___ SUPPLIED RECORDS

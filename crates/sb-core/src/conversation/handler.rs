//! Conversation handler
//!
//! Applies one script step per inbound message and triggers the contact
//! sync at terminal steps.

use std::sync::Arc;
use std::time::Duration;

use chrono::{DateTime, Utc};
use tracing::{debug, info, warn};

use crate::config::ConversationConfig;
use crate::conversation::script;
use crate::conversation::{
    Choice, Clock, ContactKey, ContactState, Reply, StateStore, Step, SystemClock, Turn,
};
use crate::sync::{ContactRecord, ContactSync, SyncOutcome};

/// Drives the per-contact conversation script
pub struct ConversationHandler {
    store: Arc<dyn StateStore>,
    sync: Arc<dyn ContactSync>,
    clock: Arc<dyn Clock>,
    inactivity_window: chrono::Duration,
    sync_timeout: Duration,
}

impl ConversationHandler {
    /// Create a handler over the given store and sync client
    pub fn new(
        store: Arc<dyn StateStore>,
        sync: Arc<dyn ContactSync>,
        config: &ConversationConfig,
    ) -> Self {
        Self {
            store,
            sync,
            clock: Arc::new(SystemClock),
            inactivity_window: config.inactivity_window(),
            sync_timeout: config.sync_timeout(),
        }
    }

    /// Replace the time source
    pub fn with_clock(mut self, clock: Arc<dyn Clock>) -> Self {
        self.clock = clock;
        self
    }

    pub fn store(&self) -> &Arc<dyn StateStore> {
        &self.store
    }

    /// Handle one inbound message and produce the reply
    ///
    /// Never fails: unrecognized input is re-prompted and sync failures are
    /// only logged.
    pub async fn handle(&self, phone: Option<&str>, raw_message: &str) -> Reply {
        let key = ContactKey::from_phone(phone);
        if key.is_anonymous() {
            warn!("Message without phone number, using shared anonymous conversation");
        }

        let message = normalize(raw_message);
        let now = self.clock.now();
        let window = self.inactivity_window;

        let turn = self
            .store
            .apply(&key, &mut |state: &mut ContactState| advance(state, &key, &message, now, window));

        debug!(contact = %key, step = %turn.step, complete = turn.reply.complete, "Reply ready");

        if let Some(record) = turn.sync {
            self.push_contact(&record).await;
        }

        turn.reply
    }

    /// Push a contact, bounded by the sync timeout
    async fn push_contact(&self, record: &ContactRecord) -> SyncOutcome {
        let outcome = match tokio::time::timeout(self.sync_timeout, self.sync.sync(record)).await
        {
            Ok(outcome) => outcome,
            Err(_) => SyncOutcome::failed(format!(
                "timed out after {}s",
                self.sync_timeout.as_secs()
            )),
        };

        if outcome.is_success() {
            info!("Contact {} ({}) {}", record.name, record.address_line, outcome);
        } else {
            warn!("Contact {} ({}) {}", record.name, record.address_line, outcome);
        }

        outcome
    }
}

/// Trim and lowercase a raw message
fn normalize(raw: &str) -> String {
    raw.trim().to_lowercase()
}

/// Title-case every cased run: the first cased letter takes its titlecase
/// form and the rest of the run is lower-cased
///
/// Uncased characters (digits, punctuation, CJK) pass through and break runs.
fn title_case(text: &str) -> String {
    let mut out = String::with_capacity(text.len());
    let mut prev_cased = false;
    for c in text.chars() {
        if prev_cased {
            out.extend(c.to_lowercase());
        } else {
            push_titlecase(&mut out, c);
        }
        prev_cased = is_cased(c);
    }
    out
}

fn push_titlecase(out: &mut String, c: char) {
    match c {
        'Ǆ' | 'ǅ' | 'ǆ' => out.push('ǅ'),
        'Ǉ' | 'ǈ' | 'ǉ' => out.push('ǈ'),
        'Ǌ' | 'ǋ' | 'ǌ' => out.push('ǋ'),
        'Ǳ' | 'ǲ' | 'ǳ' => out.push('ǲ'),
        'ŉ' => out.push_str("ʼN"),
        // Greek with ypogegrammeni: titlecase sits 8 code points above
        '\u{1F80}'..='\u{1F87}' | '\u{1F90}'..='\u{1F97}' | '\u{1FA0}'..='\u{1FA7}' => {
            out.push(char::from_u32(c as u32 + 8).unwrap_or(c))
        }
        '\u{1FB3}' => out.push('\u{1FBC}'),
        '\u{1FC3}' => out.push('\u{1FCC}'),
        '\u{1FF3}' => out.push('\u{1FFC}'),
        c if is_titlecase_letter(c) => out.push(c),
        c => {
            // ß -> Ss, ﬁ -> Fi
            let mut upper = c.to_uppercase();
            if let Some(first) = upper.next() {
                out.push(first);
            }
            for rest in upper {
                out.extend(rest.to_lowercase());
            }
        }
    }
}

fn is_titlecase_letter(c: char) -> bool {
    matches!(
        c,
        'ǅ' | 'ǈ'
            | 'ǋ'
            | 'ǲ'
            | '\u{1F88}'..='\u{1F8F}'
            | '\u{1F98}'..='\u{1F9F}'
            | '\u{1FA8}'..='\u{1FAF}'
            | '\u{1FBC}'
            | '\u{1FCC}'
            | '\u{1FFC}'
    )
}

fn is_cased(c: char) -> bool {
    c.is_lowercase() || c.is_uppercase() || is_titlecase_letter(c)
}

/// Apply one message to a contact's state
///
/// Every branch either leaves `state` untouched or moves it fully to the
/// next step.
fn advance(
    state: &mut ContactState,
    key: &ContactKey,
    message: &str,
    now: DateTime<Utc>,
    window: chrono::Duration,
) -> Turn {
    if state.is_stale(now, window) {
        *state = ContactState::default();
        return stay(state, script::REENGAGE);
    }

    state.last_message_at = Some(now);

    match state.step {
        Step::New => {
            state.step = Step::AwaitingTopic;
            stay(state, script::WELCOME)
        }
        Step::AwaitingTopic => match Choice::detect(message) {
            Some(choice) => {
                state.choice = Some(choice);
                state.step = Step::AskName;
                stay(state, script::ASK_NAME)
            }
            None => stay(state, script::TOPIC_REPROMPT),
        },
        Step::AskName => {
            let name = title_case(message);
            let text = match state.choice {
                Some(Choice::Blossom) => {
                    state.step = Step::BlossomOptions;
                    script::blossom_options(&name)
                }
                Some(Choice::Tribe) => {
                    state.step = Step::TribeRules;
                    script::tribe_rules(&name)
                }
                None => return stay(state, script::FALLBACK),
            };
            state.name = Some(name);
            stay(state, text)
        }
        Step::BlossomOptions => match message {
            "1" => finish(state, key, script::BLOSSOM_BUY, Some(script::TAG_BLOSSOM_BUYER)),
            "2" => finish(state, key, script::BLOSSOM_JOIN, Some(script::TAG_BLOSSOM_JOINER)),
            _ => stay(state, script::BLOSSOM_REPROMPT),
        },
        Step::TribeRules => match message {
            "1" => finish(state, key, script::TRIBE_AGREE, Some(script::TAG_TRIBE_GROUP)),
            "2" => finish(state, key, script::TRIBE_DISAGREE, None),
            _ => stay(state, script::TRIBE_REPROMPT),
        },
        Step::Complete => stay(state, script::FALLBACK),
    }
}

fn stay(state: &ContactState, text: impl Into<String>) -> Turn {
    Turn {
        reply: Reply::prompt(text),
        step: state.step,
        sync: None,
    }
}

fn finish(
    state: &mut ContactState,
    key: &ContactKey,
    text: &str,
    location: Option<&str>,
) -> Turn {
    state.step = Step::Complete;
    let sync = location.map(|location| {
        ContactRecord::new(
            state.name.clone().unwrap_or_default(),
            key.phone().map(str::to_string),
            location,
        )
    });

    Turn {
        reply: Reply::complete(text),
        step: state.step,
        sync,
    }
}
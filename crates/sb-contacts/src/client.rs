//! Google People API client implementation

use std::path::PathBuf;
use std::time::Duration;

use async_trait::async_trait;
use reqwest::{Client, StatusCode};
use sb_core::{ContactRecord, ContactSync, ContactsConfig, SyncOutcome};
use tracing::{debug, error, info};

use crate::error::{ContactsError, Result};
use crate::models::{Person, PersonPayload, TokenFile};

/// People API client for pushing new contacts
pub struct GoogleContactsClient {
    client: Client,
    base_url: String,
    access_token: Option<String>,
    token_path: PathBuf,
}

impl GoogleContactsClient {
    /// Create a new People API client
    pub fn new(config: &ContactsConfig) -> Result<Self> {
        let client = Client::builder()
            .timeout(Duration::from_secs(config.timeout_secs))
            .build()
            .map_err(|e| ContactsError::Configuration(e.to_string()))?;

        let base_url = config.api_base_url.trim_end_matches('/').to_string();
        if base_url.is_empty() {
            return Err(ContactsError::Configuration(
                "People API base URL is empty".to_string(),
            ));
        }

        info!("Contacts client initialized for: {}", base_url);

        Ok(Self {
            client,
            base_url,
            access_token: config.access_token.clone(),
            token_path: PathBuf::from(&config.token_path),
        })
    }

    /// Resolve the bearer token
    ///
    /// The token file is read on every call so an external refresher can
    /// rotate it without restarting the server.
    async fn bearer_token(&self) -> Result<String> {
        if let Some(token) = &self.access_token {
            return Ok(token.clone());
        }

        let content = tokio::fs::read_to_string(&self.token_path)
            .await
            .map_err(|e| {
                ContactsError::Credentials(format!(
                    "cannot read token file {}: {}",
                    self.token_path.display(),
                    e
                ))
            })?;

        let file: TokenFile = serde_json::from_str(&content).map_err(|e| {
            ContactsError::Credentials(format!(
                "invalid token file {}: {}",
                self.token_path.display(),
                e
            ))
        })?;

        file.bearer().map(str::to_string).ok_or_else(|| {
            ContactsError::Credentials(format!(
                "no access token in {}",
                self.token_path.display()
            ))
        })
    }

    /// Create a contact in the authenticated user's address book
    pub async fn create_contact(&self, record: &ContactRecord) -> Result<Person> {
        let token = self.bearer_token().await?;
        let url = format!("{}/v1/people:createContact", self.base_url);

        debug!("Creating contact: {}", record.name);

        let response = self
            .client
            .post(&url)
            .bearer_auth(token)
            .json(&PersonPayload::from(record))
            .send()
            .await
            .map_err(|e| ContactsError::Connection(e.to_string()))?;

        let status = response.status();
        if !status.is_success() {
            let error_text = response.text().await.unwrap_or_default();
            error!("Create contact failed: {} - {}", status, error_text);
            return Err(match status {
                StatusCode::UNAUTHORIZED | StatusCode::FORBIDDEN => {
                    ContactsError::Authentication(format!("{} - {}", status, error_text))
                }
                _ => ContactsError::Api(format!("{} - {}", status, error_text)),
            });
        }

        let person: Person = response
            .json()
            .await
            .map_err(|e| ContactsError::ParseError(e.to_string()))?;

        info!(
            "Created contact: {}",
            person.resource_name.as_deref().unwrap_or("<unnamed>")
        );
        Ok(person)
    }
}

#[async_trait]
impl ContactSync for GoogleContactsClient {
    async fn sync(&self, record: &ContactRecord) -> SyncOutcome {
        match self.create_contact(record).await {
            Ok(person) => SyncOutcome::Synced {
                resource_name: person.resource_name,
            },
            Err(e) => SyncOutcome::failed(e.to_string()),
        }
    }
}
//! Error types for sb-core

use thiserror::Error;

/// Main error type for sb-core
#[derive(Error, Debug)]
pub enum Error {
    #[error("Configuration error: {0}")]
    Config(String),

    #[error("IO error: {0}")]
    Io(#[from] std::io::Error),
}

/// Result type alias for sb-core
pub type Result<T> = std::result::Result<T, Error>;
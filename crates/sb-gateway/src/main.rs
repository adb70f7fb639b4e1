//! scriptbot: scripted WhatsApp-style reply service
//!
//! Main entry point for the scriptbot server.
//!
//! Usage:
//!   scriptbot            - Start the HTTP reply server
//!   scriptbot --help     - Show help
//!   scriptbot --version  - Show version

use std::sync::Arc;

use sb_contacts::GoogleContactsClient;
use sb_core::{
    Config, ContactSync, ContactsConfig, ConversationHandler, DisabledContactSync,
    InMemoryStateStore,
};
use tracing_subscriber::EnvFilter;

/// Run mode
#[derive(Debug, PartialEq, Eq)]
enum RunMode {
    /// HTTP reply server
    Server,
    /// Show help
    Help,
    /// Show version
    Version,
}

#[tokio::main]
async fn main() -> anyhow::Result<()> {
    match parse_args(std::env::args().skip(1)) {
        RunMode::Help => {
            print_help();
            return Ok(());
        }
        RunMode::Version => {
            println!("scriptbot {}", env!("CARGO_PKG_VERSION"));
            return Ok(());
        }
        RunMode::Server => {}
    }

    // Load .env file
    dotenvy::dotenv().ok();

    // Initialize logging
    tracing_subscriber::fmt()
        .with_env_filter(EnvFilter::from_default_env().add_directive("info".parse()?))
        .init();

    let config = Config::load().map_err(|e| anyhow::anyhow!("Config error: {}", e))?;

    tracing::info!("Starting scriptbot...");
    tracing::info!(
        "Inactivity window: {} minutes",
        config.conversation.inactivity_minutes
    );

    run_server(config).await
}

/// Parse command line arguments
fn parse_args<I: IntoIterator<Item = String>>(args: I) -> RunMode {
    for arg in args {
        match arg.as_str() {
            "--help" | "-h" => return RunMode::Help,
            "--version" | "-v" => return RunMode::Version,
            _ => {}
        }
    }

    RunMode::Server
}

/// Print help message
fn print_help() {
    println!("scriptbot - scripted WhatsApp-style reply service");
    println!();
    println!("Usage:");
    println!("  scriptbot            Start the HTTP reply server");
    println!("  scriptbot --help     Show this help message");
    println!("  scriptbot --version  Show version");
    println!();
    println!("Configuration is read from ./scriptbot.toml when present.");
    println!();
    println!("Environment Variables:");
    println!("  API_HOST             Bind address (default: 0.0.0.0)");
    println!("  API_PORT             HTTP port (default: 8000)");
    println!("  INACTIVITY_MINUTES   Conversation reset window (default: 1440)");
    println!("  SYNC_TIMEOUT_SECS    Contact sync time limit per reply (default: 10)");
    println!("  CONTACTS_ENABLED     Push contacts to Google Contacts (default: true)");
    println!("  GOOGLE_ACCESS_TOKEN  People API access token");
    println!("  GOOGLE_TOKEN_PATH    Token file used when no token is set (default: token.json)");
    println!("  PEOPLE_API_BASE_URL  People API endpoint");
}

/// Build the address-book sync client
fn contact_sync(config: &ContactsConfig) -> anyhow::Result<Arc<dyn ContactSync>> {
    if !config.enabled {
        tracing::info!("Contact sync is disabled");
        return Ok(Arc::new(DisabledContactSync));
    }

    let client = GoogleContactsClient::new(config)
        .map_err(|e| anyhow::anyhow!("Failed to create contacts client: {}", e))?;
    if config.access_token.is_none() {
        tracing::info!("Contact sync reads credentials from {}", config.token_path);
    }
    Ok(Arc::new(client))
}

/// Run the HTTP reply server until Ctrl+C
async fn run_server(config: Config) -> anyhow::Result<()> {
    let sync = contact_sync(&config.contacts)?;

    let handler = Arc::new(ConversationHandler::new(
        Arc::new(InMemoryStateStore::new()),
        sync,
        &config.conversation,
    ));

    tracing::info!("scriptbot initialized successfully");
    tracing::info!("Press Ctrl+C to exit");

    sb_api::start_server(&config.api, handler, shutdown_signal()).await?;

    tracing::info!("Shutting down...");
    Ok(())
}

/// Resolves on Ctrl+C
async fn shutdown_signal() {
    if let Err(e) = tokio::signal::ctrl_c().await {
        tracing::error!("Failed to listen for shutdown signal: {}", e);
    }
}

______

> **WORK TO COMPLETE**: Please work out how many lines of the data include the string "Some" and reply with the number alone.

> **SOLUTION TO THE PROBLEM**: 12